Enforcement today is the Tier-1 policy engine. It's the deterministic, zero-false-positive layer and it's what blocks the attacks in the demo. Tiers 2 and 3 are scaffolding for defense-in-depth: the heuristic analyzer is written but isn't called on the evaluate hot path yet (wiring it needs a concurrency-safe context buffer and a false-positive budget), and the LLM classifier is an interface stub. Don't rely on 2 or 3 being active.

supply-chain hardening (and what it can't do)
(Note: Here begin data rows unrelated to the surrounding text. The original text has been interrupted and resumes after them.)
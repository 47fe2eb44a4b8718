//! Acceptance of a finished conversion.

use crate::error::ConvertError;
use crate::types::CheckReport;

use super::state::ConversionState;
use super::{ConversionResult, LoopExit};

/// Validate the terminal state and turn it into a result.
///
/// The file set must hold a manifest and a content script, and the last
/// check must have passed. A conversion that never ran a check gets a
/// synthesized failing report, so it fails here too.
pub fn finalize(
    state: ConversionState,
    exit: LoopExit,
    turns: usize,
) -> Result<ConversionResult, ConvertError> {
    if !state.has_core_files() {
        return Err(ConvertError::MissingRequiredFiles);
    }

    let (analysis, files, mut checks, notes) = state.into_parts();
    if checks.is_empty() {
        checks.push(CheckReport::missing());
    }

    if let Some(last) = checks.last().filter(|c| !c.pass) {
        let summary = if last.summary.is_empty() {
            "unknown check failure".to_string()
        } else {
            last.summary.clone()
        };
        return Err(ConvertError::CheckFailed { summary });
    }

    Ok(ConversionResult {
        analysis,
        files,
        checks,
        notes,
        exit,
        turns,
    })
}
//! JavaScript shims for the GM_* APIs.
//!
//! Content shims are prepended to the transformed script. Background
//! handlers are concatenated into the service worker and answer the
//! messages their content shim sends.

pub const ADD_STYLE: &str = r#"
function GM_addStyle(css) {
  var style = document.createElement('style');
  style.textContent = css;
  (document.head || document.documentElement).appendChild(style);
  return style;
}
"#;

/// chrome.storage is async while the GM API is not, so values are served
/// from a cache filled once at load time.
pub const STORAGE: &str = r#"
var __gmStorage = {};
var __gmStorageReady = false;
var __gmStorageQueue = [];

chrome.storage.local.get(null, function(items) {
  __gmStorage = items || {};
  __gmStorageReady = true;
  __gmStorageQueue.forEach(function(fn) { fn(); });
  __gmStorageQueue = [];
});

function GM_setValue(key, value) {
  __gmStorage[key] = value;
  chrome.storage.local.set({ [key]: value });
}

function GM_getValue(key, defaultValue) {
  if (key in __gmStorage) return __gmStorage[key];
  return defaultValue !== undefined ? defaultValue : null;
}

function GM_deleteValue(key) {
  delete __gmStorage[key];
  chrome.storage.local.remove(key);
}

function GM_listValues() {
  return Object.keys(__gmStorage);
}
"#;

pub const XML_HTTP_REQUEST: &str = r#"
function GM_xmlhttpRequest(details) {
  var _details = {
    __gmxhr: true,
    url: details.url,
    method: details.method || 'GET',
    headers: details.headers || {},
    data: details.data || null,
    responseType: details.responseType || 'text',
    timeout: details.timeout || 0,
  };
  chrome.runtime.sendMessage(_details, function(response) {
    var fail = function(error) {
      if (typeof details.onerror === 'function') details.onerror({ error: error });
    };
    if (chrome.runtime.lastError) return fail(chrome.runtime.lastError.message);
    if (!response) return fail('No response from background');
    if (response.error) return fail(response.error);
    if (typeof details.onload === 'function') {
      details.onload({
        status: response.status,
        statusText: response.statusText || '',
        responseText: response.responseText || '',
        responseHeaders: response.responseHeaders || '',
        finalUrl: details.url,
        readyState: 4,
        response: response.responseText || '',
      });
    }
  });
  return { abort: function() {} };
}
"#;

pub const XML_HTTP_REQUEST_HANDLER: &str = r#"
chrome.runtime.onMessage.addListener(function(msg, sender, sendResponse) {
  if (!msg.__gmxhr) return false;
  var fetchOptions = {
    method: msg.method || 'GET',
    headers: msg.headers || {},
  };
  if (msg.data && msg.method !== 'GET' && msg.method !== 'HEAD') {
    fetchOptions.body = msg.data;
  }
  fetch(msg.url, fetchOptions)
    .then(function(r) {
      var headers = '';
      r.headers.forEach(function(v, k) { headers += k + ': ' + v + '\r\n'; });
      return r.text().then(function(text) {
        sendResponse({
          status: r.status,
          statusText: r.statusText,
          responseText: text,
          responseHeaders: headers,
        });
      });
    })
    .catch(function(err) {
      sendResponse({ error: err.message });
    });
  return true;
});
"#;

pub const NOTIFICATION: &str = r#"
function GM_notification(details, ondone) {
  var opts = typeof details === 'string'
    ? { text: details, title: 'Notification', image: '' }
    : details;
  chrome.runtime.sendMessage({
    __gmnotify: true,
    title: opts.title || 'Script Notification',
    message: opts.text || opts.message || '',
    iconUrl: opts.image || '',
  }, function() {
    var done = opts.ondone || ondone;
    if (typeof done === 'function') done();
  });
}
"#;

pub const NOTIFICATION_HANDLER: &str = r#"
chrome.runtime.onMessage.addListener(function(msg, sender, sendResponse) {
  if (!msg.__gmnotify) return false;
  chrome.notifications.create({
    type: 'basic',
    iconUrl: msg.iconUrl || 'icons/icon48.png',
    title: msg.title,
    message: msg.message,
  }, function(id) {
    sendResponse({ id: id });
  });
  return true;
});
"#;

pub const SET_CLIPBOARD: &str = r#"
function GM_setClipboard(data, info) {
  if (navigator.clipboard && navigator.clipboard.writeText) {
    navigator.clipboard.writeText(data).catch(function(err) {
      console.warn('[GM_setClipboard] Failed:', err);
    });
    return;
  }
  var el = document.createElement('textarea');
  el.value = data;
  el.style.position = 'fixed';
  el.style.opacity = '0';
  document.body.appendChild(el);
  el.select();
  document.execCommand('copy');
  document.body.removeChild(el);
}
"#;

pub const OPEN_IN_TAB: &str = r#"
function GM_openInTab(url, options) {
  var active = true;
  if (typeof options === 'boolean') active = !options;
  else if (options && typeof options === 'object') active = options.active !== false;
  chrome.runtime.sendMessage({ __gmopenTab: true, url: url, active: active });
}
"#;

pub const OPEN_IN_TAB_HANDLER: &str = r#"
chrome.runtime.onMessage.addListener(function(msg, sender, sendResponse) {
  if (!msg.__gmopenTab) return false;
  chrome.tabs.create({ url: msg.url, active: msg.active !== false });
  return false;
});
"#;

pub const LOG: &str = r#"
function GM_log() {
  console.log.apply(console, arguments);
}
"#;

/// `GM_info` filled from the script header. Arguments must already be JSON
/// string literals.
pub fn info(name_literal: &str, version_literal: &str, description_literal: &str) -> String {
    format!(
        r#"
var GM_info = {{
  script: {{
    name: {name_literal},
    version: {version_literal},
    description: {description_literal},
  }},
  scriptMetaStr: '',
  scriptHandler: 'script2ext',
  version: '4.0',
}};
"#
    )
}
//! One conversational turn with the model.

use futures::StreamExt;
use tokio_util::sync::CancellationToken;
use tracing::trace;

use crate::error::ConvertError;
use crate::provider::{ChatRequest, ChatTransport};
use crate::types::{ChatMessage, FinishReason, StreamSink, ToolInvocation};

use super::accumulator::ToolCallAccumulator;

/// Normalized result of a turn, whichever request path produced it.
#[derive(Debug, Clone)]
pub struct TurnOutcome {
    pub assistant_message: ChatMessage,
    pub tool_calls: Vec<ToolInvocation>,
    pub finish_reason: FinishReason,
}

impl TurnOutcome {
    fn new(text: Option<String>, tool_calls: Vec<ToolInvocation>, finish_reason: FinishReason) -> Self {
        Self {
            assistant_message: ChatMessage::assistant(text, tool_calls.clone()),
            tool_calls,
            finish_reason,
        }
    }
}

/// Run a turn, streaming when a preview sink is given.
///
/// The request is abandoned as soon as `cancel` fires.
pub async fn execute_turn(
    transport: &dyn ChatTransport,
    request: &ChatRequest,
    preview: Option<&StreamSink>,
    cancel: &CancellationToken,
) -> Result<TurnOutcome, ConvertError> {
    let turn = async {
        match preview {
            Some(sink) => streamed_turn(transport, request, sink).await,
            None => blocking_turn(transport, request).await,
        }
    };
    tokio::select! {
        biased;
        _ = cancel.cancelled() => Err(ConvertError::Canceled),
        outcome = turn => outcome,
    }
}

/// Single request/response turn.
pub async fn blocking_turn(
    transport: &dyn ChatTransport,
    request: &ChatRequest,
) -> Result<TurnOutcome, ConvertError> {
    let response = transport.complete(request).await?;
    Ok(TurnOutcome::new(
        response.text,
        response.tool_calls,
        response.finish_reason.unwrap_or(FinishReason::Stop),
    ))
}

/// Streamed turn. Argument previews go to `sink` while calls accumulate.
pub async fn streamed_turn(
    transport: &dyn ChatTransport,
    request: &ChatRequest,
    sink: &StreamSink,
) -> Result<TurnOutcome, ConvertError> {
    let mut chunks = transport.stream(request).await?;
    let mut acc = ToolCallAccumulator::new();
    let mut finish_reason = FinishReason::Stop;

    while let Some(chunk) = chunks.next().await {
        let chunk = chunk?;
        if let Some(reason) = chunk.finish_reason {
            finish_reason = reason;
        }
        if let Some(text) = chunk.text.as_deref() {
            acc.push_text(text);
        }
        for delta in chunk.tool_calls {
            if let Some(event) = acc.push_delta(delta) {
                trace!(tool = %event.tool_name, chars = event.content.len(), "stream preview");
                sink(event);
            }
        }
    }

    let (text, tool_calls) = acc.finish();
    Ok(TurnOutcome::new(text, tool_calls, finish_reason))
}
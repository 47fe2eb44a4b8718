//! Timeout helper.

use std::future::Future;
use std::time::Duration;

use crate::error::ConvertError;

/// Default budget for one auxiliary download.
pub const DOWNLOAD_TIMEOUT: Duration = Duration::from_secs(30);

/// Fail with [`ConvertError::Timeout`] when `future` outlives `duration`.
pub async fn with_timeout<T>(
    duration: Duration,
    future: impl Future<Output = Result<T, ConvertError>>,
) -> Result<T, ConvertError> {
    tokio::time::timeout(duration, future)
        .await
        .unwrap_or_else(|_| Err(ConvertError::Timeout(duration.as_millis() as u64)))
}
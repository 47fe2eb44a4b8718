//! Zip packaging of a generated file set.

use std::collections::BTreeSet;
use std::io::{Cursor, Write};

use tracing::{debug, warn};
use zip::write::SimpleFileOptions;
use zip::{CompressionMethod, ZipWriter};

use crate::error::ConvertError;
use crate::manifest::{normalize_manifest_for_packaging, DEFAULT_ICONS};
use crate::types::{FileKind, GeneratedFile, MANIFEST_PATH};
use crate::util::download_text;
use crate::util::retry::RetryPolicy;

pub const NOTES_PATH: &str = "NOTES.md";

/// Local file name for the `index`-th `@require` URL.
///
/// The URL's last path segment is kept with every character outside
/// `[A-Za-z0-9._-]` replaced by `_`.
pub fn require_file_name(url: &str, index: usize) -> String {
    let Ok(parsed) = url::Url::parse(url) else {
        return format!("require_{index}.js");
    };
    let base = parsed
        .path_segments()
        .and_then(|segments| segments.last())
        .filter(|s| !s.is_empty())
        .map(String::from)
        .unwrap_or_else(|| format!("require_{index}.js"));
    let sanitized: String = base
        .chars()
        .map(|c| {
            if c.is_ascii_alphanumeric() || matches!(c, '.' | '_' | '-') {
                c
            } else {
                '_'
            }
        })
        .collect();
    format!("require_{index}_{sanitized}")
}

/// An `@require` script and, when the download worked, its source.
#[derive(Debug, Clone, PartialEq, Eq)]
pub struct RequireSource {
    pub url: String,
    pub file_name: String,
    pub source: Option<String>,
}

/// Download every `@require` URL. Failures are kept as `source: None` so
/// packaging can tell the user what to fetch by hand.
pub async fn fetch_requires(urls: &[String], policy: &RetryPolicy) -> Vec<RequireSource> {
    let mut out = Vec::with_capacity(urls.len());
    for (index, url) in urls.iter().enumerate() {
        let source = match download_text(url, policy).await {
            Ok(text) => Some(text),
            Err(e) => {
                warn!(url = %url, error = %e, "could not fetch @require");
                None
            }
        };
        out.push(RequireSource {
            url: url.clone(),
            file_name: require_file_name(url, index),
            source,
        });
    }
    out
}

/// The script's `@icon` URL and whether it could be reached.
#[derive(Debug, Clone, PartialEq, Eq)]
pub struct IconSource {
    pub url: String,
    pub fetched: bool,
}

/// Try the `@icon` URL. The download is only a reachability check; the
/// package always ships the local icon paths.
pub async fn fetch_icon(url: &str, policy: &RetryPolicy) -> IconSource {
    let fetched = match download_text(url, policy).await {
        Ok(_) => true,
        Err(e) => {
            warn!(url = %url, error = %e, "could not fetch @icon");
            false
        }
    };
    IconSource {
        url: url.to_string(),
        fetched,
    }
}

/// Everything that goes into a package.
#[derive(Debug, Clone, Default)]
pub struct PackageInput {
    pub files: Vec<GeneratedFile>,
    pub requires: Vec<RequireSource>,
    pub icon: Option<IconSource>,
}

/// A built zip plus the notes written to NOTES.md.
#[derive(Debug, Clone)]
pub struct Package {
    pub bytes: Vec<u8>,
    pub notes: Vec<String>,
}

/// Build the extension zip.
///
/// The manifest is normalized so Chrome can load it; when it does not parse it
/// is written as-is with a note. Generated files win over `@require`
/// downloads of the same name. Each manual step the user still has to take is
/// listed in NOTES.md.
pub fn build_zip(input: &PackageInput) -> Result<Package, ConvertError> {
    let manifest = input
        .files
        .iter()
        .find(|f| f.path == MANIFEST_PATH)
        .or_else(|| input.files.iter().find(|f| f.kind == FileKind::Manifest))
        .ok_or_else(|| ConvertError::Packaging("No manifest.json found in generated files.".into()))?;

    let mut notes = Vec::new();
    let mut zip = PackageWriter::new();

    match serde_json::from_str::<serde_json::Value>(&manifest.content) {
        Ok(value) => {
            let normalized = normalize_manifest_for_packaging(value);
            zip.add(MANIFEST_PATH, serde_json::to_string_pretty(&normalized.manifest)?.as_bytes())?;
            notes.extend(normalized.notes);
        }
        Err(e) => {
            debug!(error = %e, "manifest did not parse, packaging raw content");
            zip.add(MANIFEST_PATH, manifest.content.as_bytes())?;
            notes.push(
                "manifest.json could not be parsed and was written unchanged. Check its syntax if the \
                 extension fails to load."
                    .to_string(),
            );
        }
    }

    let mut present: BTreeSet<&str> = BTreeSet::new();
    for file in &input.files {
        if file.path == MANIFEST_PATH || file.path == manifest.path {
            continue;
        }
        zip.add(&file.path, file.content.as_bytes())?;
        present.insert(file.path.as_str());
    }

    for require in &input.requires {
        if present.contains(require.file_name.as_str()) {
            continue;
        }
        match &require.source {
            Some(source) => zip.add(&require.file_name, source.as_bytes())?,
            None => notes.push(format!(
                "Could not fetch @require URL: {}\nPlease download it manually and save as \"{}\" next to \
                 manifest.json.",
                require.url, require.file_name
            )),
        }
    }

    if let Some(icon) = input.icon.as_ref().filter(|icon| !icon.fetched) {
        notes.push(format!("Could not fetch icon URL: {}", icon.url));
    }

    let missing_icons: Vec<&str> = DEFAULT_ICONS
        .iter()
        .map(|(_, path)| *path)
        .filter(|path| !present.contains(path))
        .collect();
    if !missing_icons.is_empty() {
        notes.push(format!(
            "Add the icon files {} before loading the extension.",
            missing_icons.join(", ")
        ));
    }

    if !notes.is_empty() {
        zip.add(NOTES_PATH, render_notes(&notes).as_bytes())?;
    }

    Ok(Package {
        bytes: zip.finish()?,
        notes,
    })
}

/// Render notes as a NOTES.md document.
pub fn render_notes(notes: &[String]) -> String {
    let sections: Vec<String> = notes
        .iter()
        .enumerate()
        .map(|(i, note)| format!("## Issue {}\n\n{note}", i + 1))
        .collect();
    format!("# Manual Steps Required\n\n{}\n", sections.join("\n\n"))
}

struct PackageWriter {
    zip: ZipWriter<Cursor<Vec<u8>>>,
    options: SimpleFileOptions,
}

impl PackageWriter {
    fn new() -> Self {
        Self {
            zip: ZipWriter::new(Cursor::new(Vec::new())),
            options: SimpleFileOptions::default().compression_method(CompressionMethod::Deflated),
        }
    }

    fn add(&mut self, path: &str, bytes: &[u8]) -> Result<(), ConvertError> {
        self.zip
            .start_file(path, self.options)
            .map_err(|e| ConvertError::Packaging(format!("{path}: {e}")))?;
        self.zip.write_all(bytes)?;
        Ok(())
    }

    fn finish(self) -> Result<Vec<u8>, ConvertError> {
        self.zip
            .finish()
            .map(Cursor::into_inner)
            .map_err(|e| ConvertError::Packaging(e.to_string()))
    }
}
the self-propagating npm/pypi worms in the shai-hulud / Miasma family inject persistence and steal credentials through package lifecycle scripts. the default policy now covers the part of that an agent runtime can actually see:

self-protect. the agent can't disable the guard. blocked: writing ~/.sentinel/policy.toml; overwriting, chmod -x-ing, chflags-ing, strip-ing, truncate-ing, install-ing over, or rm-ing the sentinel binary (literal paths and the $(command -v sentinel) indirect form); sentinel uninstall; deleting ~/.claude or ~/.sentinel; and rewriting ~/.claude/settings.json to drop the hook - both as a Write/Edit (content-aware: a settings edit that keeps the sentinel evaluate hook stays warn, one that removes it escalates to block) and as a shell child process (sed -i, a truncating redirect, tee targeting the settings file). a guard that lets an injected agent flip itself to audit mode, delete the cop, or unhook itself is not a guard.
credential coverage. beyond ~/.ssh / ~/.aws / ~/.gnupg: docker/podman registry auth, ~/.git-credentials, HuggingFace/crates tokens, ~/.pgpass / ~/.my.cnf, rclone/oci/doctl/fly/databricks/terraform configs, macOS Keychains (user and system), every major browser's cookie + saved-login store, 1Password / Bitwarden / pass / KeePass vaults, crypto wallets, and editor SecretStorage DBs - all block.
exfil without a network pipe. gpg --export-secret-keys, security dump-keychain / find-*-password -w, dscl -read … Password block; env/printenv dumped to a file, a secret-named printenv, and git credential fill warn. the prior rules only matched a pipe into grep or a network tool.
egress channels. DNS tunnelling (a resolver query name fed by a command substitution blocks; TXT/ANY lookups warn), git used as transport (a remote URL with an embedded credential blocks; push/remote-add to a literal https URL warns), and scp/rsync/rclone/cloud-upload (warn).
shell-resolution evasions. ANSI-C $'\x2f…' escapes, ${IFS} word-splitting, and brace expansion {a,b} are decoded to the real target before matching - every one is a transform the shell actually performs, so cat $'\x2fetc\x2fpasswd' and cat${IFS}/etc/passwd get caught. (homoglyph/fullwidth folding is deliberately NOT done: the shell never resolves ｃat or /ｅtc/passwd to anything real, so folding them would only add false positives.)
interpreter credential reads. node -e readFileSync(process.env.HOME+'/.ssh/id_rsa') and the expanduser / Dir.home concat forms, where the path is assembled at runtime and carries no ~ to mine.
warn-level tripwires for the agent-driven version of the supply-chain TTPs: writes to other agents' hook configs, LaunchAgent / systemd-user persistence units, GitHub workflow files, and npm publish / npm token / gh repo create --public. warn, not block, because developers do all of them legitimately.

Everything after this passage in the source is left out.